Puasa haram. Puasa jenis ini mencakup puasa sebagai berikut; (1) Puasa sunah yang dilakukan seorang istri tanpa izin suaminya, sebagaimana disebutkan dalam sebuah hadis riwayat Bukhari dan Muslim. Seorang istri yang hendak melakukan puasa sunah harus terlebih dulu diketahui dan mendapat izin dari suaminya. (2) Puasa yang dilakukan pada hari raya Idul Fitri dan Idul Adha. (3) Puasa pada hari tasyrik, yaitu pada tanggal 11, 12, dan 13 Dzulhijah. (4) Puasa yang dilakukan dalam keadaan haid atau nifas. (5) Menurut mazhab Syafi’i, puasa yang dilakukan pada pertengahan akhir bulan Syakban. (6) Puasa yang dilakukan oleh seseorang yang takut akan terjadi mudarat bagi dirinya apabila ia berpuasa.

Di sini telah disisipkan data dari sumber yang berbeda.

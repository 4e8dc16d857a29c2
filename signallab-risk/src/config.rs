//! Simulation configuration.

use serde::{Deserialize, Serialize};

use crate::error::RiskError;

/// Fewest iterations that still give a usable 5th percentile.
pub const MIN_ITERATIONS: usize = 100;
pub const DEFAULT_ITERATIONS: usize = 1_000;
pub const DEFAULT_STEPS: usize = 24;

#[derive(Debug, Clone, PartialEq, Serialize, Deserialize)]
#[serde(default)]
pub struct SimulationConfig {
    /// Number of simulated paths.
    pub iterations: usize,
    /// Sub-steps per path over the horizon.
    pub steps: usize,
    /// Master seed; `None` draws one from system entropy.
    pub seed: Option<u64>,
    /// Simulate paths on the rayon pool.
    pub parallel: bool,
}

impl Default for SimulationConfig {
    fn default() -> Self {
        Self {
            iterations: DEFAULT_ITERATIONS,
            steps: DEFAULT_STEPS,
            seed: None,
            parallel: true,
        }
    }
}

impl SimulationConfig {
    pub fn with_iterations(mut self, iterations: usize) -> Self {
        self.iterations = iterations;
        self
    }

    pub fn with_seed(mut self, seed: u64) -> Self {
        self.seed = Some(seed);
        self
    }

    pub fn with_parallelism(mut self, parallel: bool) -> Self {
        self.parallel = parallel;
        self
    }

    pub fn validate(&self) -> Result<(), RiskError> {
        if self.iterations < MIN_ITERATIONS {
            return Err(RiskError::TooFewIterations {
                requested: self.iterations,
                minimum: MIN_ITERATIONS,
            });
        }
        if self.steps == 0 {
            return Err(RiskError::ZeroSteps);
        }
        Ok(())
    }
}
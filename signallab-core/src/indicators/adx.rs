//! ADX: Average Directional Index with +DI / -DI (Wilder).
//!
//! Steps:
//! 1. Compute +DM and -DM from consecutive bars
//! 2. Smooth +DM, -DM, and TR using Wilder smoothing
//! 3. +DI = 100 * smoothed(+DM) / smoothed(TR)
//! 4. -DI = 100 * smoothed(-DM) / smoothed(TR)
//! 5. DX = 100 * |+DI - -DI| / (+DI + -DI)
//! 6. ADX = Wilder-smoothed DX
//!
//! Lookback: 2 * period - 1 (DI valid from `period`, ADX seeds over `period` DX values).
//! Zero true range gives DI = 0 and DX = 0 rather than a division by zero.

use serde::{Deserialize, Serialize};

use super::atr::{true_range, wilder_smooth};
use super::indicator::{require_bars, Indicator};
use crate::domain::PriceBar;
use crate::error::SignalError;

#[derive(Debug, Clone)]
pub struct Adx {
    period: usize,
    name: String,
}

/// Full ADX output series.
#[derive(Debug, Clone)]
pub struct DirectionalSeries {
    pub adx: Vec<f64>,
    pub plus_di: Vec<f64>,
    pub minus_di: Vec<f64>,
}

/// ADX and directional indicators at one bar.
#[derive(Debug, Clone, Copy, PartialEq, Serialize, Deserialize)]
pub struct AdxValue {
    pub adx: f64,
    pub plus_di: f64,
    pub minus_di: f64,
}

impl Adx {
    pub fn new(period: usize) -> Self {
        assert!(period >= 1, "ADX period must be >= 1");
        Self {
            period,
            name: format!("adx_{period}"),
        }
    }

    pub fn compute_directional(&self, bars: &[PriceBar]) -> DirectionalSeries {
        let n = bars.len();
        let mut plus_dm = vec![f64::NAN; n];
        let mut minus_dm = vec![f64::NAN; n];

        for i in 1..n {
            let up_move = bars[i].high - bars[i - 1].high;
            let down_move = bars[i - 1].low - bars[i].low;
            if up_move.is_nan() || down_move.is_nan() {
                continue;
            }
            plus_dm[i] = if up_move > down_move && up_move > 0.0 {
                up_move
            } else {
                0.0
            };
            minus_dm[i] = if down_move > up_move && down_move > 0.0 {
                down_move
            } else {
                0.0
            };
        }

        let smooth_tr = wilder_smooth(&true_range(bars), self.period);
        let smooth_plus = wilder_smooth(&plus_dm, self.period);
        let smooth_minus = wilder_smooth(&minus_dm, self.period);

        let mut plus_di = vec![f64::NAN; n];
        let mut minus_di = vec![f64::NAN; n];
        let mut dx = vec![f64::NAN; n];

        for i in 0..n {
            let (tr, p, m) = (smooth_tr[i], smooth_plus[i], smooth_minus[i]);
            if tr.is_nan() || p.is_nan() || m.is_nan() {
                continue;
            }
            if tr == 0.0 {
                plus_di[i] = 0.0;
                minus_di[i] = 0.0;
                dx[i] = 0.0;
                continue;
            }
            plus_di[i] = 100.0 * p / tr;
            minus_di[i] = 100.0 * m / tr;
            let di_sum = plus_di[i] + minus_di[i];
            dx[i] = if di_sum == 0.0 {
                0.0
            } else {
                100.0 * (plus_di[i] - minus_di[i]).abs() / di_sum
            };
        }

        DirectionalSeries {
            adx: wilder_smooth(&dx, self.period),
            plus_di,
            minus_di,
        }
    }

    /// ADX, +DI and -DI at the final bar.
    pub fn latest_value(&self, bars: &[PriceBar]) -> Result<AdxValue, SignalError> {
        require_bars(&self.name, self.min_bars(), bars.len())?;
        let series = self.compute_directional(bars);
        let last = bars.len() - 1;
        let value = AdxValue {
            adx: series.adx[last],
            plus_di: series.plus_di[last],
            minus_di: series.minus_di[last],
        };
        if value.adx.is_finite() && value.plus_di.is_finite() && value.minus_di.is_finite() {
            Ok(value)
        } else {
            Err(SignalError::degenerate(format!(
                "{} is not finite at the last bar",
                self.name
            )))
        }
    }
}

impl Indicator for Adx {
    fn name(&self) -> &str {
        &self.name
    }

    fn lookback(&self) -> usize {
        2 * self.period - 1
    }

    fn compute(&self, bars: &[PriceBar]) -> Vec<f64> {
        self.compute_directional(bars).adx
    }
}
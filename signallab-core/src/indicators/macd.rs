//! MACD: Moving Average Convergence/Divergence.
//!
//! line      = EMA(close, fast) - EMA(close, slow), as a full series
//! signal    = EMA(line, signal_period), seeded once the line is defined
//! histogram = line - signal
//!
//! Lookback: slow + signal_period - 2.

use serde::{Deserialize, Serialize};

use super::ema::ema_of_series;
use super::indicator::{require_bars, Indicator};
use crate::domain::PriceBar;
use crate::error::SignalError;

#[derive(Debug, Clone)]
pub struct Macd {
    fast: usize,
    slow: usize,
    signal: usize,
    name: String,
}

/// Full MACD output series.
#[derive(Debug, Clone)]
pub struct MacdSeries {
    pub line: Vec<f64>,
    pub signal: Vec<f64>,
    pub histogram: Vec<f64>,
}

/// MACD at one bar.
#[derive(Debug, Clone, Copy, PartialEq, Serialize, Deserialize)]
pub struct MacdValue {
    pub line: f64,
    pub signal: f64,
    pub histogram: f64,
}

impl Macd {
    pub fn new(fast: usize, slow: usize, signal: usize) -> Self {
        assert!(fast >= 1 && signal >= 1, "MACD periods must be >= 1");
        assert!(slow > fast, "MACD slow period must exceed fast period");
        Self {
            fast,
            slow,
            signal,
            name: format!("macd_{fast}_{slow}_{signal}"),
        }
    }

    pub fn compute_lines(&self, bars: &[PriceBar]) -> MacdSeries {
        let n = bars.len();
        let closes: Vec<f64> = bars.iter().map(|b| b.close).collect();
        let fast = ema_of_series(&closes, self.fast);
        let slow = ema_of_series(&closes, self.slow);

        let line: Vec<f64> = fast.iter().zip(&slow).map(|(f, s)| f - s).collect();

        // The line is NaN until the slow EMA seeds; start the signal EMA there.
        let start = self.slow - 1;
        let mut signal = vec![f64::NAN; n];
        if n > start {
            let tail = ema_of_series(&line[start..], self.signal);
            signal[start..].copy_from_slice(&tail);
        }

        let histogram = line.iter().zip(&signal).map(|(l, s)| l - s).collect();

        MacdSeries {
            line,
            signal,
            histogram,
        }
    }

    pub fn latest_value(&self, bars: &[PriceBar]) -> Result<MacdValue, SignalError> {
        require_bars(&self.name, self.min_bars(), bars.len())?;
        let series = self.compute_lines(bars);
        let last = bars.len() - 1;
        let line = series.line[last];
        let signal = series.signal[last];
        if !(line.is_finite() && signal.is_finite()) {
            return Err(SignalError::degenerate(format!(
                "{} is not finite at the last bar",
                self.name
            )));
        }
        Ok(MacdValue {
            line,
            signal,
            histogram: line - signal,
        })
    }
}

impl Indicator for Macd {
    fn name(&self) -> &str {
        &self.name
    }

    fn lookback(&self) -> usize {
        self.slow + self.signal - 2
    }

    fn compute(&self, bars: &[PriceBar]) -> Vec<f64> {
        self.compute_lines(bars).histogram
    }
}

Puasa sunah. Puasa jenis ini mencakup puasa sebagai berikut; (1) Puasa Daud, yaitu puasa yang dilakukan selang satu hari (sehari berpuasa sehari tidak, begitu seterusnya). Puasa ini, seperti dijelaskan dalam sebuah hadis riwayat Bukhari dan Muslim, lebih utama dari puasa-puasa sunah lainnya. (2) Puasa selama tiga hari dalam setiap bulan Hijriyah, yaitu pada tanggal 13, 14, dan 15. (3) Puasa pada hari Senin dan Kamis. (4) Puasa yang dilakukan selama enam hari pada bulan Syawal, baik secara berturut-turut atau tidak.

Barangsiapa yang berpuasa belama enam hari sesudah puasa Ramadhan, ia seakan-akan telah berpuasa wajib sepanjang tahun. (HR Muslim, dari Abu Ayyub RA). (5) Puasa hari Artafah, yaitu puasa yang dilakukan pada tanggal 9 Dzulhijah bagi orang yang tidak sedang melakukan ibadah haji. Hal ini didasarkan pada hadis riwayat Muslim dari Abu Qatadah, Puasa hari Arafah dapat menghapus dosa dua tahun, setahun yang lampau dan setahun mendatang. Bagi orang yang sedang melakukan ibadah haji, puasa pada hari itu tidak disunahkan, bahkan sebaliknya, disunahkan untuk tidak berpuasa. (6) Puasa pada hari ke delapan di bulan Dzulhijah (sebelum hari Arafah). Puasa ini disunahkan tidak saja bagi orang yang sedang melakukan ibadah haji tetapi juga orang yang tidak sedang melakukan ibadah haji. (7) Puasa Tasuu’aa, atau Asura, yaitu puasa yang dilakukan pada tanggal 9 dan 10 Muharam. (8) Puasa pada al-asyur al-hurum, yaitu puasa yang dilakukan pada bulan-bulan Dzulkaidah, Dzulhijah, Muharam, dan Rajab. Keempat bulan ini merupakan bulan yang paling afdhal untul melaksanakan puasa sesudah bulan Ramadhan. (9) Puasa di bulan Syakban.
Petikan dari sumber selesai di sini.